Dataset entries
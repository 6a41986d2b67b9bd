use crate::types::{Anchor, Placement};

/// Occupancy of already accepted placements
struct TakenMap {
    width: usize,
    cells: Vec<bool>,
}

impl TakenMap {
    fn new(width: usize, height: usize) -> Self {
        Self {
            width,
            cells: vec![false; width * height],
        }
    }

    fn is_free(&self, placement: &Placement) -> bool {
        (placement.y..placement.y + placement.height).all(|row| {
            let base = row * self.width;
            !self.cells[base + placement.x..base + placement.x + placement.width]
                .iter()
                .any(|&taken| taken)
        })
    }

    fn mark(&mut self, placement: &Placement) {
        for row in placement.y..placement.y + placement.height {
            let base = row * self.width;
            self.cells[base + placement.x..base + placement.x + placement.width].fill(true);
        }
    }
}

/// Greedy first-fit packing of equally sized rectangles.
///
/// Candidates are visited in row-major order (y, then x) whatever order they
/// arrive in. A candidate is accepted when none of its cells is covered by an
/// earlier acceptance. Candidates must come from a scan of a `height` x `width`
/// mask, so every rectangle is in bounds.
pub fn pack(
    candidates: &[Anchor],
    rect_h: usize,
    rect_w: usize,
    height: usize,
    width: usize,
) -> Vec<Placement> {
    if rect_h == 0 || rect_w == 0 || candidates.is_empty() {
        return Vec::new();
    }

    let mut ordered = candidates.to_vec();
    ordered.sort_unstable();

    let mut taken = TakenMap::new(width, height);
    let mut placements = Vec::new();

    for anchor in ordered {
        let placement = Placement {
            x: anchor.x,
            y: anchor.y,
            width: rect_w,
            height: rect_h,
        };

        if taken.is_free(&placement) {
            taken.mark(&placement);
            placements.push(placement);
        }
    }

    placements
}
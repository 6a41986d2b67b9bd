use super::scan::SummedAreaTable;
use crate::grid::Grid;

/// Shrinks the occupied region by `margin_px` cells in every direction.
///
/// A cell stays occupied only if the whole `(2 * margin_px + 1)` square centred
/// on it is occupied. Cells beyond the grid edge count as free, so the edge of
/// the raster bounds the roof as well. A zero margin returns an independent copy.
pub fn erode(mask: &Grid, margin_px: usize) -> Grid {
    if margin_px == 0 {
        return mask.clone();
    }

    let width = mask.width();
    let height = mask.height();
    let mut cells = vec![false; mask.cells().len()];

    let kernel = margin_px.checked_mul(2).and_then(|k| k.checked_add(1));
    if let Some(kernel) = kernel.filter(|&k| k <= width && k <= height) {
        let table = SummedAreaTable::new(mask);
        for y in margin_px..height - margin_px {
            for x in margin_px..width - margin_px {
                cells[y * width + x] = table.is_full(x - margin_px, y - margin_px, kernel, kernel);
            }
        }
    }

    mask.replaced_cells(cells)
}
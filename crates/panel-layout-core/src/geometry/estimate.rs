use crate::types::{LayoutError, PanelFootprint, Result};

/// Upper-bound style panel count: usable area divided by panel area, rounded down.
///
/// Shape constraints usually make the packed count lower; this is only a
/// cross-check against the greedy layout.
pub fn estimate_by_area(usable_area_m2: f64, footprint: &PanelFootprint) -> Result<u64> {
    if !usable_area_m2.is_finite() || usable_area_m2 < 0.0 {
        return Err(LayoutError::InvalidParameter(format!(
            "Usable area must be non-negative, got {}",
            usable_area_m2
        )));
    }
    if !(footprint.length_m > 0.0 && footprint.width_m > 0.0)
        || !footprint.length_m.is_finite()
        || !footprint.width_m.is_finite()
    {
        return Err(LayoutError::InvalidParameter(format!(
            "Panel '{}' dimensions must be positive: {}x{}",
            footprint.name, footprint.length_m, footprint.width_m
        )));
    }

    Ok((usable_area_m2 / footprint.area_m2()).floor() as u64)
}
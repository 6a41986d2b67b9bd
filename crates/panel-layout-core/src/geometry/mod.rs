//! Pixel-grid primitives of the layout engine.
//!
//! Everything here is a pure function over an immutable [`Grid`](crate::grid::Grid);
//! callers own any scratch state.

mod erode;
mod estimate;
mod pack;
mod scan;
mod units;

pub use erode::erode;
pub use estimate::estimate_by_area;
pub use pack::pack;
pub use scan::{scan, scan_naive, scan_with, ScanStrategy, SummedAreaTable};
pub(crate) use units::check_gsd;
pub use units::{gsd_from_known_length, gsd_from_roof_area, pixel_area_m2, pixels_from_meters};
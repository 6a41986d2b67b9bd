use crate::config::LayoutConfig;
use crate::geometry::{erode, pixels_from_meters};
use crate::grid::Grid;
use crate::types::*;
use tracing::info;

mod batch;
mod footprint;
mod summary;

/// Catalogue entry with its pixel size (spacing included) as given
#[derive(Debug, Clone)]
struct SizedFootprint {
    footprint: PanelFootprint,
    length_px: usize,
    width_px: usize,
}

/// Lays out panels on roof masks using greedy first-fit packing.
pub struct Planner {
    config: LayoutConfig,
    margin_px: usize,
    footprints: Vec<SizedFootprint>,
}

impl Planner {
    /// Validates the configuration and converts every physical size to pixels.
    pub fn new(config: LayoutConfig) -> Result<Self> {
        config.validate()?;

        let margin_px = pixels_from_meters(config.margin_m, config.gsd)?;

        let mut footprints = Vec::with_capacity(config.catalogue.len());
        for footprint in &config.catalogue {
            let length_px = pixels_from_meters(footprint.length_m + config.spacing_m, config.gsd)?;
            let width_px = pixels_from_meters(footprint.width_m + config.spacing_m, config.gsd)?;
            footprints.push(SizedFootprint {
                footprint: footprint.clone(),
                length_px,
                width_px,
            });
        }

        Ok(Self {
            config,
            margin_px,
            footprints,
        })
    }

    pub fn config(&self) -> &LayoutConfig {
        &self.config
    }

    /// Safety margin in pixels.
    pub fn margin_px(&self) -> usize {
        self.margin_px
    }

    /// Plans a single roof.
    ///
    /// An unoccupied mask, or one the margin erodes away entirely, is not an
    /// error: every footprint reports a count of zero.
    pub fn plan_roof(&self, roof: &Grid) -> Result<RoofSummary> {
        let gsd = self.config.gsd;
        let usable = erode(roof, self.margin_px);

        let roof_area_m2 = roof.occupied_area_m2(gsd);
        let usable_area_m2 = usable.occupied_area_m2(gsd);

        info!(
            "Roof area {:.2} m2, usable area {:.2} m2 (margin {} px)",
            roof_area_m2, usable_area_m2, self.margin_px
        );

        let mut reports = Vec::with_capacity(self.footprints.len());
        for sized in &self.footprints {
            reports.push(self.evaluate_footprint(&usable, usable_area_m2, sized)?);
        }

        Ok(self.summarize_roof(roof_area_m2, usable_area_m2, reports))
    }
}
//! Reference roof outlines rendered as masks.
//!
//! Each shape is drawn at fixed fractions of the frame so that results can be
//! compared across raster sizes. Useful for calibrating GSD, margin and
//! catalogue settings without a segmentation model in the loop.

use crate::grid::Grid;
use crate::types::{LayoutError, Result};
use serde::{Deserialize, Serialize};
use std::fmt;
use std::str::FromStr;

#[derive(Debug, Clone, Copy, PartialEq, Eq, Hash, Serialize, Deserialize)]
#[serde(rename_all = "snake_case")]
pub enum RoofShape {
    /// Flat roof covering most of the frame
    #[serde(alias = "rikuyane")]
    Flat,
    /// One face of a gable roof
    #[serde(alias = "kiritsuma_side")]
    Gable,
    /// Main trapezoidal face of a hip roof
    #[serde(alias = "yosemune_main")]
    Hip,
    /// Single-pitch shed roof
    #[serde(alias = "katanagare")]
    Shed,
    /// Rectangle with a triangular ridge on top
    #[serde(alias = "original_sample")]
    GableWithRidge,
}

impl RoofShape {
    pub const ALL: [RoofShape; 5] = [
        RoofShape::Flat,
        RoofShape::Gable,
        RoofShape::Hip,
        RoofShape::Shed,
        RoofShape::GableWithRidge,
    ];

    pub fn name(self) -> &'static str {
        match self {
            RoofShape::Flat => "flat",
            RoofShape::Gable => "gable",
            RoofShape::Hip => "hip",
            RoofShape::Shed => "shed",
            RoofShape::GableWithRidge => "gable_with_ridge",
        }
    }

    /// Draws the shape on a `height` x `width` frame.
    pub fn render(self, height: usize, width: usize) -> Result<Grid> {
        let grid = Grid::filled(width, height, false)?;
        let (w, h) = (width as f64, height as f64);
        let px = |fraction: f64, extent: f64| (extent * fraction) as usize;

        let grid = match self {
            RoofShape::Flat => fill_frac_rect(grid, w, h, (0.05, 0.05), (0.95, 0.95)),
            RoofShape::Gable => fill_frac_rect(grid, w, h, (0.1, 0.1), (0.9, 0.9)),
            RoofShape::Shed => fill_frac_rect(grid, w, h, (0.1, 0.15), (0.9, 0.85)),
            RoofShape::Hip => fill_convex(
                grid,
                &[
                    (px(0.1, w), px(0.7, h)),
                    (px(0.9, w), px(0.7, h)),
                    (px(0.7, w), px(0.2, h)),
                    (px(0.3, w), px(0.2, h)),
                ],
            ),
            RoofShape::GableWithRidge => {
                let body = fill_frac_rect(grid, w, h, (0.1, 0.375), (0.9, 0.875));
                fill_convex(
                    body,
                    &[
                        (px(0.1, w), px(0.375, h)),
                        (px(0.5, w), px(0.125, h)),
                        (px(0.9, w), px(0.375, h)),
                    ],
                )
            }
        };

        Ok(grid)
    }
}

impl fmt::Display for RoofShape {
    fn fmt(&self, f: &mut fmt::Formatter<'_>) -> fmt::Result {
        f.write_str(self.name())
    }
}

impl FromStr for RoofShape {
    type Err = LayoutError;

    fn from_str(s: &str) -> Result<Self> {
        match s {
            "flat" | "rikuyane" => Ok(RoofShape::Flat),
            "gable" | "kiritsuma_side" => Ok(RoofShape::Gable),
            "hip" | "yosemune_main" => Ok(RoofShape::Hip),
            "shed" | "katanagare" => Ok(RoofShape::Shed),
            "gable_with_ridge" | "original_sample" => Ok(RoofShape::GableWithRidge),
            other => Err(LayoutError::InvalidParameter(format!(
                "Unknown roof shape '{}'",
                other
            ))),
        }
    }
}

/// Fills the rectangle between two corners given as frame fractions; both corners are inclusive.
fn fill_frac_rect(
    grid: Grid,
    w: f64,
    h: f64,
    top_left: (f64, f64),
    bottom_right: (f64, f64),
) -> Grid {
    let x0 = (w * top_left.0) as usize;
    let y0 = (h * top_left.1) as usize;
    let x1 = (w * bottom_right.0) as usize;
    let y1 = (h * bottom_right.1) as usize;
    grid.with_rect(x0, y0, x1 - x0 + 1, y1 - y0 + 1, true)
}

/// Fills a convex polygon, boundary pixels included.
fn fill_convex(grid: Grid, vertices: &[(usize, usize)]) -> Grid {
    let points: Vec<(f64, f64)> = vertices
        .iter()
        .map(|&(x, y)| (x as f64, y as f64))
        .collect();

    let min_y = vertices.iter().map(|v| v.1).min().unwrap_or(0);
    let max_y = vertices.iter().map(|v| v.1).max().unwrap_or(0);
    let min_x = vertices.iter().map(|v| v.0).min().unwrap_or(0);
    let max_x = vertices.iter().map(|v| v.0).max().unwrap_or(0);

    let mut grid = grid;
    for y in min_y..=max_y.min(grid.height().saturating_sub(1)) {
        for x in min_x..=max_x.min(grid.width().saturating_sub(1)) {
            if inside_convex(&points, x as f64, y as f64) {
                grid = grid.with_cell(x, y, true);
            }
        }
    }
    grid
}

fn inside_convex(points: &[(f64, f64)], x: f64, y: f64) -> bool {
    let mut sign = 0.0;
    for (i, &(ax, ay)) in points.iter().enumerate() {
        let (bx, by) = points[(i + 1) % points.len()];
        let cross = (bx - ax) * (y - ay) - (by - ay) * (x - ax);
        if cross == 0.0 {
            continue;
        }
        if sign == 0.0 {
            sign = cross.signum();
        } else if cross.signum() != sign {
            return false;
        }
    }
    true
}

#[cfg(test)]
mod tests {
    use super::*;

    #[test]
    fn test_every_shape_renders_a_roof() {
        for shape in RoofShape::ALL {
            let grid = shape.render(200, 300).unwrap();
            assert_eq!(grid.width(), 300);
            assert_eq!(grid.height(), 200);
            assert!(!grid.is_empty(), "{} rendered empty", shape);
        }
    }

    #[test]
    fn test_flat_roof_bounds_are_inclusive() {
        let grid = RoofShape::Flat.render(100, 100).unwrap();
        // Columns and rows 5..=95
        assert_eq!(grid.occupied_count(), 91 * 91);
        assert!(grid.get(5, 5));
        assert!(grid.get(95, 95));
        assert!(!grid.get(4, 50));
    }

    #[test]
    fn test_hip_is_narrower_at_the_ridge() {
        let grid = RoofShape::Hip.render(100, 100).unwrap();
        let row_width = |y: usize| (0..100).filter(|&x| grid.get(x, y)).count();
        assert!(row_width(25) < row_width(65));
        assert_eq!(row_width(10), 0);
        assert_eq!(row_width(80), 0);
    }

    #[test]
    fn test_ridge_extends_above_the_body() {
        let grid = RoofShape::GableWithRidge.render(400, 500).unwrap();
        assert!(grid.get(250, 60));
        assert!(!grid.get(60, 60));
        assert!(grid.get(60, 200));
    }

    #[test]
    fn test_shape_names_round_trip() {
        for shape in RoofShape::ALL {
            assert_eq!(shape.name().parse::<RoofShape>().unwrap(), shape);
        }
        assert_eq!("rikuyane".parse::<RoofShape>().unwrap(), RoofShape::Flat);
        assert!("dome".parse::<RoofShape>().is_err());
    }
}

- [TO DO]: Locate the word "SizedFootprint" in the records and collect each line it appears in.

- [ANSWER SPACE]:
struct SizedFootprint {
    footprints: Vec<SizedFootprint>,
            footprints.push(SizedFootprint {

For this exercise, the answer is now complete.